In the past several years, online 401(k) providers have cropped up, offering reduced start-up cost solutions, typically around $1,500.
That their success hasn't been torrid suggests to Boyles that even $1,000 in start-up costs may be too expensive for small employers that don't sponsor plans.
“Every major recordkeeper in the country is trying to understand which employers have considered sponsoring a plan but haven't—they're trying to understand their cost tolerance,” said Boyles.
Millennium Trust's new Workplace Savings Solution platform takes existing alternatives to 401(k) plans—SIMPLE 401(k), SEP IRAs, and payroll deduction IRAs—and charges a one-time nominal fee–$250—for setting up a plan.
Under a SIMPLE 401(k), small employers would of course incur the cost of required matching contributions. Payroll service providers may charge a fee for administering deductions. Millennium Trust would draw revenue as custodian of the plans, said Boyles.

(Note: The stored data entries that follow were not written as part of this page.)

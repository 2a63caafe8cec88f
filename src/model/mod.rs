//! Partner network data model
//!
//! Typed records for the partner dimension and the three fact tables:
//! - Partner hierarchy (distributors, agents, ambassadors)
//! - Sales transactions
//! - Engagement activity
//! - Daily social/digital KPIs

pub mod partner;
pub mod records;
pub mod types;

pub use partner::{
    Partner, ADVOCACY_MAX, ADVOCACY_MIN, ENGAGEMENT_MAX, ENGAGEMENT_MIN, SENTIMENT_MAX, SENTIMENT_MIN,
};
pub use records::{ActivityRecord, FactRecord, SalesRecord, SocialRecord};
pub use types::{ActivityType, Level, ParseEnumError, PartnerId, Status};
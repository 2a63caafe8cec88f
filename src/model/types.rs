//! Core type definitions for the partner network

use serde::{Deserialize, Serialize};
use std::fmt;
use std::str::FromStr;
use thiserror::Error;

/// Unique identifier for a partner
#[derive(Debug, Clone, Copy, PartialEq, Eq, Hash, Serialize, Deserialize, PartialOrd, Ord)]
#[serde(transparent)]
pub struct PartnerId(pub u64);

impl PartnerId {
    pub fn new(id: u64) -> Self {
        PartnerId(id)
    }

    pub fn as_u64(&self) -> u64 {
        self.0
    }
}

impl fmt::Display for PartnerId {
    fn fmt(&self, f: &mut fmt::Formatter<'_>) -> fmt::Result {
        write!(f, "{}", self.0)
    }
}

impl From<u64> for PartnerId {
    fn from(id: u64) -> Self {
        PartnerId(id)
    }
}

/// Returned when a textual enum value is not one of the known variants
#[derive(Error, Debug, Clone, PartialEq)]
#[error("unknown {kind} '{value}'")]
pub struct ParseEnumError {
    pub kind: &'static str,
    pub value: String,
}

/// Partner tier. Declaration order is hierarchy rank: a lower index is a
/// higher-ranked tier.
#[derive(Debug, Clone, Copy, PartialEq, Eq, Hash, Serialize, Deserialize, PartialOrd, Ord)]
pub enum Level {
    Distributor,
    Agent,
    Ambassador,
}

impl Level {
    pub const ALL: [Level; 3] = [Level::Distributor, Level::Agent, Level::Ambassador];

    /// Position in the ranking Distributor < Agent < Ambassador
    pub fn rank(&self) -> usize {
        match self {
            Level::Distributor => 0,
            Level::Agent => 1,
            Level::Ambassador => 2,
        }
    }

    /// True when `self` may act as a parent of a `child` level node
    pub fn outranks(&self, child: Level) -> bool {
        self.rank() < child.rank()
    }

    pub fn as_str(&self) -> &'static str {
        match self {
            Level::Distributor => "Distributor",
            Level::Agent => "Agent",
            Level::Ambassador => "Ambassador",
        }
    }

    /// Fixed palette used by every chart and the network graph
    pub fn color(&self) -> &'static str {
        match self {
            Level::Distributor => "#1f77b4",
            Level::Agent => "#2ca02c",
            Level::Ambassador => "#d62728",
        }
    }
}

impl fmt::Display for Level {
    fn fmt(&self, f: &mut fmt::Formatter<'_>) -> fmt::Result {
        f.write_str(self.as_str())
    }
}

impl FromStr for Level {
    type Err = ParseEnumError;

    fn from_str(s: &str) -> Result<Self, Self::Err> {
        Level::ALL
            .iter()
            .copied()
            .find(|l| l.as_str().eq_ignore_ascii_case(s.trim()))
            .ok_or_else(|| ParseEnumError { kind: "level", value: s.to_string() })
    }
}

/// Partner account status
#[derive(Debug, Clone, Copy, PartialEq, Eq, Hash, Serialize, Deserialize, PartialOrd, Ord)]
pub enum Status {
    Active,
    Pending,
    Inactive,
    Premium,
}

impl Status {
    pub const ALL: [Status; 4] = [Status::Active, Status::Pending, Status::Inactive, Status::Premium];

    pub fn as_str(&self) -> &'static str {
        match self {
            Status::Active => "Active",
            Status::Pending => "Pending",
            Status::Inactive => "Inactive",
            Status::Premium => "Premium",
        }
    }
}

impl fmt::Display for Status {
    fn fmt(&self, f: &mut fmt::Formatter<'_>) -> fmt::Result {
        f.write_str(self.as_str())
    }
}

impl FromStr for Status {
    type Err = ParseEnumError;

    fn from_str(s: &str) -> Result<Self, Self::Err> {
        Status::ALL
            .iter()
            .copied()
            .find(|st| st.as_str().eq_ignore_ascii_case(s.trim()))
            .ok_or_else(|| ParseEnumError { kind: "status", value: s.to_string() })
    }
}

/// Kind of engagement recorded in the activity table
#[derive(Debug, Clone, Copy, PartialEq, Eq, Hash, Serialize, Deserialize, PartialOrd, Ord)]
pub enum ActivityType {
    Login,
    Call,
    Meeting,
    Demo,
    Training,
    Review,
}

impl ActivityType {
    pub const ALL: [ActivityType; 6] = [
        ActivityType::Login,
        ActivityType::Call,
        ActivityType::Meeting,
        ActivityType::Demo,
        ActivityType::Training,
        ActivityType::Review,
    ];

    /// Only calls, meetings and trainings carry a duration
    pub fn has_duration(&self) -> bool {
        matches!(self, ActivityType::Call | ActivityType::Meeting | ActivityType::Training)
    }

    pub fn as_str(&self) -> &'static str {
        match self {
            ActivityType::Login => "Login",
            ActivityType::Call => "Call",
            ActivityType::Meeting => "Meeting",
            ActivityType::Demo => "Demo",
            ActivityType::Training => "Training",
            ActivityType::Review => "Review",
        }
    }
}

impl fmt::Display for ActivityType {
    fn fmt(&self, f: &mut fmt::Formatter<'_>) -> fmt::Result {
        f.write_str(self.as_str())
    }
}

impl FromStr for ActivityType {
    type Err = ParseEnumError;

    fn from_str(s: &str) -> Result<Self, Self::Err> {
        ActivityType::ALL
            .iter()
            .copied()
            .find(|a| a.as_str().eq_ignore_ascii_case(s.trim()))
            .ok_or_else(|| ParseEnumError { kind: "activity type", value: s.to_string() })
    }
}

#[cfg(test)]
mod tests {
    use super::*;

    #[test]
    fn test_partner_id() {
        let id = PartnerId::new(42);
        assert_eq!(id.as_u64(), 42);
        assert_eq!(format!("{}", id), "42");

        let id2: PartnerId = 100.into();
        assert_eq!(id2.as_u64(), 100);
        assert!(id < id2);
    }

    #[test]
    fn test_level_ranking() {
        assert!(Level::Distributor.outranks(Level::Agent));
        assert!(Level::Agent.outranks(Level::Ambassador));
        assert!(!Level::Ambassador.outranks(Level::Ambassador));
        assert!(!Level::Agent.outranks(Level::Distributor));
    }

    #[test]
    fn test_parse_is_case_insensitive() {
        assert_eq!("ambassador".parse::<Level>().unwrap(), Level::Ambassador);
        assert_eq!(" PREMIUM ".parse::<Status>().unwrap(), Status::Premium);
        assert_eq!("training".parse::<ActivityType>().unwrap(), ActivityType::Training);

        let err = "Reseller".parse::<Level>().unwrap_err();
        assert_eq!(err.to_string(), "unknown level 'Reseller'");
    }

    #[test]
    fn test_duration_types() {
        let with: Vec<_> = ActivityType::ALL.iter().filter(|a| a.has_duration()).collect();
        assert_eq!(with, vec![&ActivityType::Call, &ActivityType::Meeting, &ActivityType::Training]);
    }

    #[test]
    fn test_serde_uses_variant_names() {
        assert_eq!(serde_json::to_string(&Level::Agent).unwrap(), "\"Agent\"");
        assert_eq!(serde_json::to_string(&PartnerId(7)).unwrap(), "7");
    }
}
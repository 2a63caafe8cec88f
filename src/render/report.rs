//! Static HTML dashboard report
//!
//! One self-contained page with the dashboard tabs, rendered from
//! `report.html.tera`. Charts are embedded as JSON specs; every empty panel
//! renders an explicit placeholder.

use super::charts::ChartSpec;
use super::format::{format_count, format_currency, script_json};
use super::network::NetworkContext;
use super::templates::{self, REPORT, VIS_NETWORK_JS};
use crate::analytics::{Headline, KpiRow, Leaderboards, PartnerDetail, Rankings};
use crate::error::DashboardResult;
use crate::io::{
    ACTIVITY_SERIES_FILE, ACTIVITY_SUMMARY_FILE, KPI_SUMMARY_FILE, REVENUE_SERIES_FILE,
    REVENUE_SUMMARY_FILE, SOCIAL_SERIES_FILE, SOCIAL_SUMMARY_FILE,
};
use crate::model::Partner;
use crate::pipeline::{DashboardView, Panel};
use serde::Serialize;
use tera::Context;
use tracing::debug;

pub const NO_DATA: &str = "No data available";

pub const TABS: [&str; 6] = [
    "Network Graph",
    "Partner Details",
    "Dashboard",
    "Social & Digital KPIs",
    "Performance",
    "Export",
];

const EXPORT_FILES: [&str; 7] = [
    REVENUE_SUMMARY_FILE,
    ACTIVITY_SUMMARY_FILE,
    SOCIAL_SUMMARY_FILE,
    KPI_SUMMARY_FILE,
    REVENUE_SERIES_FILE,
    ACTIVITY_SERIES_FILE,
    SOCIAL_SERIES_FILE,
];

/// Rows for `table.html.tera`; no rows renders the placeholder
#[derive(Debug, Clone, PartialEq, Serialize)]
struct Table {
    title: Option<String>,
    headers: Vec<&'static str>,
    rows: Vec<Vec<String>>,
}

impl Table {
    fn new(headers: &[&'static str], rows: impl IntoIterator<Item = Vec<String>>) -> Self {
        Table { title: None, headers: headers.to_vec(), rows: rows.into_iter().collect() }
    }

    fn titled(mut self, title: impl Into<String>) -> Self {
        self.title = Some(title.into());
        self
    }
}

/// Data for `chart.html.tera`
#[derive(Debug, Clone, Serialize)]
struct Chart {
    title: String,
    /// Script-safe JSON spec; `None` shows the placeholder
    spec: Option<String>,
    placeholder: String,
}

#[derive(Debug, Clone, Serialize)]
struct Metric {
    label: &'static str,
    value: String,
}

#[derive(Debug, Clone, Serialize)]
struct DetailSection {
    name: String,
    attributes: Table,
    transactions: Table,
    breakdown: Table,
}

#[derive(Serialize)]
struct ReportPage<'a> {
    vis_network_js: &'static str,
    tabs: [&'static str; 6],
    no_data: &'static str,
    partner_count: usize,
    network: Option<NetworkContext<'a>>,
    network_placeholder: String,
    detail: Option<DetailSection>,
    /// Shown on the detail tab while no partner is selected
    partner_table: Option<Table>,
    detail_placeholder: String,
    headline: Option<Vec<Metric>>,
    headline_placeholder: String,
    dashboard_charts: Vec<Chart>,
    social_charts: Vec<Chart>,
    rankings: Option<Vec<Table>>,
    rankings_placeholder: String,
    ranking_chart: Chart,
    leaderboards: Vec<Table>,
    comparison_chart: Chart,
    exports: Table,
}

fn placeholder<T>(panel: &Panel<T>) -> String {
    match panel {
        Panel::Failed(msg) => format!("{}: {}", NO_DATA, msg),
        _ => NO_DATA.to_string(),
    }
}

fn chart(panel: &Panel<ChartSpec>) -> DashboardResult<Chart> {
    Ok(match panel {
        Panel::Ready(spec) => Chart {
            title: spec.title.clone(),
            spec: Some(script_json(spec)?),
            placeholder: NO_DATA.to_string(),
        },
        other => Chart { title: String::new(), spec: None, placeholder: placeholder(other) },
    })
}

fn charts<'p>(panels: impl IntoIterator<Item = &'p Panel<ChartSpec>>) -> DashboardResult<Vec<Chart>> {
    panels.into_iter().map(chart).collect()
}

fn kpi_table(rows: &[KpiRow]) -> Table {
    Table::new(
        &["Partner", "Level", "Revenue", "Activities", "Posts", "Shares", "Sentiment", "Advocacy"],
        rows.iter().map(|r| {
            vec![
                r.name.clone(),
                r.level.to_string(),
                format_currency(r.revenue),
                format_count(r.activity_count),
                format_count(r.posts),
                format_count(r.shares),
                format!("{:.2}", r.sentiment),
                format!("{:.1}", r.advocacy_score),
            ]
        }),
    )
}

fn partner_table(partners: &[Partner]) -> Table {
    Table::new(
        &["ID", "Name", "Level", "Status", "Join Date", "Revenue", "Posts", "Shares", "Sentiment", "Advocacy"],
        partners.iter().map(|p| {
            vec![
                p.partner_id.to_string(),
                p.name.clone(),
                p.level.to_string(),
                p.status.to_string(),
                p.join_date.to_string(),
                format_currency(p.total_revenue),
                format_count(p.posts.into()),
                format_count(p.shares.into()),
                format!("{:.2}", p.sentiment),
                p.advocacy_score.to_string(),
            ]
        }),
    )
    .titled("Partner Dataset Table")
}

fn headline_metrics(h: &Headline) -> Vec<Metric> {
    let avg = |v: Option<f64>| v.map_or_else(|| "-".to_string(), |v| format!("{:.2}", v));
    vec![
        Metric { label: "Total Revenue", value: format_currency(h.total_revenue) },
        Metric { label: "Total Activities", value: format_count(h.total_activities) },
        Metric { label: "Total Posts", value: format_count(h.total_posts) },
        Metric { label: "Total Shares", value: format_count(h.total_shares) },
        Metric { label: "Reviews", value: format_count(h.total_reviews) },
        Metric { label: "Avg Sentiment", value: avg(h.avg_sentiment) },
        Metric { label: "Avg Advocacy", value: avg(h.avg_advocacy) },
    ]
}

fn detail_section(d: &PartnerDetail) -> DetailSection {
    let p = &d.partner;
    let attribute = |name: &str, value: String| vec![name.to_string(), value];
    let attributes = Table::new(
        &["Attribute", "Value"],
        [
            attribute("Partner ID", p.partner_id.to_string()),
            attribute("Level", p.level.to_string()),
            attribute("Status", p.status.to_string()),
            attribute("Join Date", p.join_date.to_string()),
            attribute("Total Revenue", format_currency(p.total_revenue)),
            attribute("Advocacy Score", format!("{} of 100", p.advocacy_score)),
            attribute("Sentiment", format!("{:.2}", p.sentiment)),
            attribute("Parent", d.parent.as_ref().map_or("-".to_string(), |pp| pp.name.clone())),
            attribute("Children", d.children.len().to_string()),
            attribute("Depth", d.depth.to_string()),
            attribute("Downline", d.downline.to_string()),
        ],
    );
    let transactions = Table::new(
        &["Date", "Transaction", "Product", "Revenue"],
        d.recent_transactions.iter().map(|s| {
            vec![s.date.to_string(), s.transaction_id.clone(), s.product.clone(), format_currency(s.revenue)]
        }),
    )
    .titled("Recent Transactions");
    let breakdown = Table::new(
        &["Activity", "Count"],
        d.activity_breakdown
            .iter()
            .map(|c| vec![c.activity_type.to_string(), c.count.to_string()]),
    )
    .titled("Activity Breakdown");

    DetailSection { name: p.name.clone(), attributes, transactions, breakdown }
}

fn ranking_tables(r: &Rankings) -> Vec<Table> {
    let metric = r.metric.display_name();
    vec![
        kpi_table(&r.top).titled(format!("Top {} by {}", r.top.len(), metric)),
        kpi_table(&r.bottom).titled(format!("Bottom {} by {}", r.bottom.len(), metric)),
    ]
}

fn leaderboard_tables(boards: &Leaderboards) -> Vec<Table> {
    [
        ("Top Revenue", &boards.top_revenue),
        ("Bottom Revenue", &boards.bottom_revenue),
        ("Most Active", &boards.top_activity),
        ("Least Active", &boards.bottom_activity),
        ("Top Advocates", &boards.top_advocacy),
        ("Most Engaged", &boards.top_engagement),
        ("Most Positive Sentiment", &boards.top_sentiment),
    ]
    .into_iter()
    .map(|(title, rows)| kpi_table(rows).titled(title))
    .collect()
}

/// Render the full dashboard as a single HTML page
pub fn render_report(view: &DashboardView) -> DashboardResult<String> {
    let c = &view.charts;
    let partner_table = match (&view.detail, view.filters.selected) {
        (Panel::Ready(_), _) | (_, Some(_)) => None,
        (_, None) => Some(partner_table(view.partners.ready().map(Vec::as_slice).unwrap_or_default())),
    };

    let page = ReportPage {
        vis_network_js: VIS_NETWORK_JS,
        tabs: TABS,
        no_data: NO_DATA,
        partner_count: view.partner_count,
        network: match &view.network {
            Panel::Ready(graph) => Some(NetworkContext::new(graph, &view.options.graph, "partner-network")?),
            _ => None,
        },
        network_placeholder: placeholder(&view.network),
        detail: view.detail.ready().map(detail_section),
        partner_table,
        detail_placeholder: placeholder(&view.detail),
        headline: view.headline.ready().map(headline_metrics),
        headline_placeholder: placeholder(&view.headline),
        dashboard_charts: charts([
            &c.revenue_by_level,
            &c.activity_by_level,
            &c.revenue_over_time,
            &c.activity_over_time,
        ])?,
        social_charts: charts([
            &c.posts_shares_over_time,
            &c.sentiment_over_time,
            &c.advocacy_over_time,
            &c.social_by_level,
            &c.advocacy_sentiment_by_level,
        ])?,
        rankings: view.rankings.ready().map(ranking_tables),
        rankings_placeholder: placeholder(&view.rankings),
        ranking_chart: chart(&c.ranking)?,
        leaderboards: view.leaderboards.ready().map(leaderboard_tables).unwrap_or_default(),
        comparison_chart: chart(&c.comparison)?,
        exports: if view.summaries.kpi.is_empty() {
            Table::new(&["File"], Vec::new())
        } else {
            Table::new(&["File"], EXPORT_FILES.iter().map(|f| vec![f.to_string()]))
        },
    };

    let html = templates::render(REPORT, &Context::from_serialize(&page)?)?;
    debug!("Rendered report ({} bytes)", html.len());
    Ok(html)
}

Whatever the fate of Open MEPs and state-administered IRAs, the need for existing alternatives to standard 401(k)s will continue, thinks Boyles. Were Congress to pass a retirement bill—it will have to happen sooner rather than later before the initiative is bogged down in the run-up to the 2020 election, he said—and state initiatives meet their proponents' expectations, millions across the country would still be without a retirement plan in the foreseeable future.
“Best case scenario would be doubling the access we see today—though that is strictly my opinion,” said Boyles.
The problem with the approaches Congress is considering to close the access gap, as he sees it, is a failure to address the blunt reasons behind small employers' reluctance to sponsor plans—the cost of starting a plan.
“No one is diagnosing the employer situation,” said Boyles.” We're trying to address the problem of cost with solutions we already have.”